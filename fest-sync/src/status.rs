//! Upsert outcomes and per-batch summaries

use serde::{Deserialize, Serialize};
use std::collections::BTreeMap;
use std::fmt;

/// The three synchronized entity kinds, in creation order
#[derive(Debug, Clone, Copy, PartialEq, Eq, Hash, PartialOrd, Ord, Serialize, Deserialize)]
pub enum EntityKind {
    Venue,
    Event,
    Performance,
}

impl EntityKind {
    pub const ALL: [EntityKind; 3] = [EntityKind::Venue, EntityKind::Event, EntityKind::Performance];

    /// Backing table name
    pub const fn table_name(self) -> &'static str {
        match self {
            EntityKind::Venue => fest_common::db::VENUES_TABLE,
            EntityKind::Event => fest_common::db::EVENTS_TABLE,
            EntityKind::Performance => fest_common::db::PERFORMANCES_TABLE,
        }
    }

    pub fn from_table_name(table: &str) -> Option<Self> {
        Self::ALL.into_iter().find(|kind| kind.table_name() == table)
    }
}

impl fmt::Display for EntityKind {
    fn fmt(&self, f: &mut fmt::Formatter<'_>) -> fmt::Result {
        let name = match self {
            EntityKind::Venue => "Venue",
            EntityKind::Event => "Event",
            EntityKind::Performance => "Performance",
        };
        f.write_str(name)
    }
}

/// Human-readable `<Kind>-<naturalKey>` label
///
/// Only used for logs and status reporting, never for lookups.
#[derive(Debug, Clone, PartialEq, Eq, Hash, Serialize, Deserialize)]
pub struct ReferenceId {
    pub kind: EntityKind,
    pub key: String,
}

impl ReferenceId {
    pub fn new(kind: EntityKind, key: impl Into<String>) -> Self {
        Self {
            kind,
            key: key.into(),
        }
    }
}

impl fmt::Display for ReferenceId {
    fn fmt(&self, f: &mut fmt::Formatter<'_>) -> fmt::Result {
        write!(f, "{}-{}", self.kind, self.key)
    }
}

/// Result of reconciling one remote entity
#[derive(Debug, Clone, PartialEq, Eq, Serialize, Deserialize)]
pub enum UpsertStatus {
    /// Local record already matched the remote one; nothing was written
    NoChange,
    Inserted(ReferenceId),
    Updated(ReferenceId),
}

impl UpsertStatus {
    pub fn is_no_change(&self) -> bool {
        matches!(self, UpsertStatus::NoChange)
    }

    pub fn is_inserted(&self) -> bool {
        matches!(self, UpsertStatus::Inserted(_))
    }

    pub fn is_updated(&self) -> bool {
        matches!(self, UpsertStatus::Updated(_))
    }

    pub fn reference(&self) -> Option<&ReferenceId> {
        match self {
            UpsertStatus::NoChange => None,
            UpsertStatus::Inserted(reference) | UpsertStatus::Updated(reference) => Some(reference),
        }
    }

    pub fn kind(&self) -> Option<EntityKind> {
        self.reference().map(|reference| reference.kind)
    }
}

impl fmt::Display for UpsertStatus {
    fn fmt(&self, f: &mut fmt::Formatter<'_>) -> fmt::Result {
        match self {
            UpsertStatus::NoChange => f.write_str("no change"),
            UpsertStatus::Inserted(reference) => write!(f, "inserted {}", reference),
            UpsertStatus::Updated(reference) => write!(f, "updated {}", reference),
        }
    }
}

/// Counts of a batch's statuses
#[derive(Debug, Clone, Default, PartialEq, Eq, Serialize, Deserialize)]
pub struct ImportSummary {
    pub inserted: BTreeMap<EntityKind, usize>,
    pub updated: BTreeMap<EntityKind, usize>,
    pub unchanged: usize,
}

impl ImportSummary {
    pub fn from_statuses(statuses: &[UpsertStatus]) -> Self {
        let mut summary = Self::default();
        for status in statuses {
            match status {
                UpsertStatus::NoChange => summary.unchanged += 1,
                UpsertStatus::Inserted(reference) => {
                    *summary.inserted.entry(reference.kind).or_default() += 1;
                }
                UpsertStatus::Updated(reference) => {
                    *summary.updated.entry(reference.kind).or_default() += 1;
                }
            }
        }
        summary
    }

    pub fn total_inserted(&self) -> usize {
        self.inserted.values().sum()
    }

    pub fn total_updated(&self) -> usize {
        self.updated.values().sum()
    }

    /// True when the batch did not change the store
    pub fn is_unchanged(&self) -> bool {
        self.total_inserted() == 0 && self.total_updated() == 0
    }
}

fn write_counts(f: &mut fmt::Formatter<'_>, counts: &BTreeMap<EntityKind, usize>) -> fmt::Result {
    let total: usize = counts.values().sum();
    write!(f, "{}", total)?;
    if total > 0 {
        let parts: Vec<String> = counts
            .iter()
            .map(|(kind, count)| format!("{} {}", kind, count))
            .collect();
        write!(f, " ({})", parts.join(", "))?;
    }
    Ok(())
}

impl fmt::Display for ImportSummary {
    fn fmt(&self, f: &mut fmt::Formatter<'_>) -> fmt::Result {
        f.write_str("inserted ")?;
        write_counts(f, &self.inserted)?;
        f.write_str(", updated ")?;
        write_counts(f, &self.updated)?;
        write!(f, ", unchanged {}", self.unchanged)
    }
}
○ ○ ○ ○ ○ ○ ○
→ To do
The whole listing above, line by line, is to be retyped exactly.

→ Result
filename fest-sync/src/status.rs
//! Upsert outcomes and per-batch summaries

use serde::{Deserialize, Serialize};
use std::collections::BTreeMap;
use std::fmt;

/// The three synchronized entity kinds, in creation order
#[derive(Debug, Clone, Copy, PartialEq, Eq, Hash, PartialOrd, Ord, Serialize, Deserialize)]
pub enum EntityKind {
    Venue,
    Event,
    Performance,
}

impl EntityKind {
    pub const ALL: [EntityKind; 3] = [EntityKind::Venue, EntityKind::Event, EntityKind::Performance];

    /// Backing table name
    pub const fn table_name(self) -> &'static str {
        match self {
            EntityKind::Venue => fest_common::db::VENUES_TABLE,
            EntityKind::Event => fest_common::db::EVENTS_TABLE,
            EntityKind::Performance => fest_common::db::PERFORMANCES_TABLE,
        }
    }

    pub fn from_table_name(table: &str) -> Option<Self> {
        Self::ALL.into_iter().find(|kind| kind.table_name() == table)
    }
}

impl fmt::Display for EntityKind {
    fn fmt(&self, f: &mut fmt::Formatter<'_>) -> fmt::Result {
        let name = match self {
            EntityKind::Venue => "Venue",
            EntityKind::Event => "Event",
            EntityKind::Performance => "Performance",
        };
        f.write_str(name)
    }
}

/// Human-readable `<Kind>-<naturalKey>` label
///
/// Only used for logs and status reporting, never for lookups.
#[derive(Debug, Clone, PartialEq, Eq, Hash, Serialize, Deserialize)]
pub struct ReferenceId {
    pub kind: EntityKind,
    pub key: String,
}

impl ReferenceId {
    pub fn new(kind: EntityKind, key: impl Into<String>) -> Self {
        Self {
            kind,
            key: key.into(),
        }
    }
}

impl fmt::Display for ReferenceId {
    fn fmt(&self, f: &mut fmt::Formatter<'_>) -> fmt::Result {
        write!(f, "{}-{}", self.kind, self.key)
    }
}

/// Result of reconciling one remote entity
#[derive(Debug, Clone, PartialEq, Eq, Serialize, Deserialize)]
pub enum UpsertStatus {
    /// Local record already matched the remote one; nothing was written
    NoChange,
    Inserted(ReferenceId),
    Updated(ReferenceId),
}

impl UpsertStatus {
    pub fn is_no_change(&self) -> bool {
        matches!(self, UpsertStatus::NoChange)
    }

    pub fn is_inserted(&self) -> bool {
        matches!(self, UpsertStatus::Inserted(_))
    }

    pub fn is_updated(&self) -> bool {
        matches!(self, UpsertStatus::Updated(_))
    }

    pub fn reference(&self) -> Option<&ReferenceId> {
        match self {
            UpsertStatus::NoChange => None,
            UpsertStatus::Inserted(reference) | UpsertStatus::Updated(reference) => Some(reference),
        }
    }

    pub fn kind(&self) -> Option<EntityKind> {
        self.reference().map(|reference| reference.kind)
    }
}

impl fmt::Display for UpsertStatus {
    fn fmt(&self, f: &mut fmt::Formatter<'_>) -> fmt::Result {
        match self {
            UpsertStatus::NoChange => f.write_str("no change"),
            UpsertStatus::Inserted(reference) => write!(f, "inserted {}", reference),
            UpsertStatus::Updated(reference) => write!(f, "updated {}", reference),
        }
    }
}

/// Counts of a batch's statuses
#[derive(Debug, Clone, Default, PartialEq, Eq, Serialize, Deserialize)]
pub struct ImportSummary {
    pub inserted: BTreeMap<EntityKind, usize>,
    pub updated: BTreeMap<EntityKind, usize>,
    pub unchanged: usize,
}

impl ImportSummary {
    pub fn from_statuses(statuses: &[UpsertStatus]) -> Self {
        let mut summary = Self::default();
        for status in statuses {
            match status {
                UpsertStatus::NoChange => summary.unchanged += 1,
                UpsertStatus::Inserted(reference) => {
                    *summary.inserted.entry(reference.kind).or_default() += 1;
                }
                UpsertStatus::Updated(reference) => {
                    *summary.updated.entry(reference.kind).or_default() += 1;
                }
            }
        }
        summary
    }

    pub fn total_inserted(&self) -> usize {
        self.inserted.values().sum()
    }

    pub fn total_updated(&self) -> usize {
        self.updated.values().sum()
    }

    /// True when the batch did not change the store
    pub fn is_unchanged(&self) -> bool {
        self.total_inserted() == 0 && self.total_updated() == 0
    }
}

fn write_counts(f: &mut fmt::Formatter<'_>, counts: &BTreeMap<EntityKind, usize>) -> fmt::Result {
    let total: usize = counts.values().sum();
    write!(f, "{}", total)?;
    if total > 0 {
        let parts: Vec<String> = counts
            .iter()
            .map(|(kind, count)| format!("{} {}", kind, count))
            .collect();
        write!(f, " ({})", parts.join(", "))?;
    }
    Ok(())
}

impl fmt::Display for ImportSummary {
    fn fmt(&self, f: &mut fmt::Formatter<'_>) -> fmt::Result {
        f.write_str("inserted ")?;
        write_counts(f, &self.inserted)?;
        f.write_str(", updated ")?;
        write_counts(f, &self.updated)?;
        write!(f, ", unchanged {}", self.unchanged)
    }
}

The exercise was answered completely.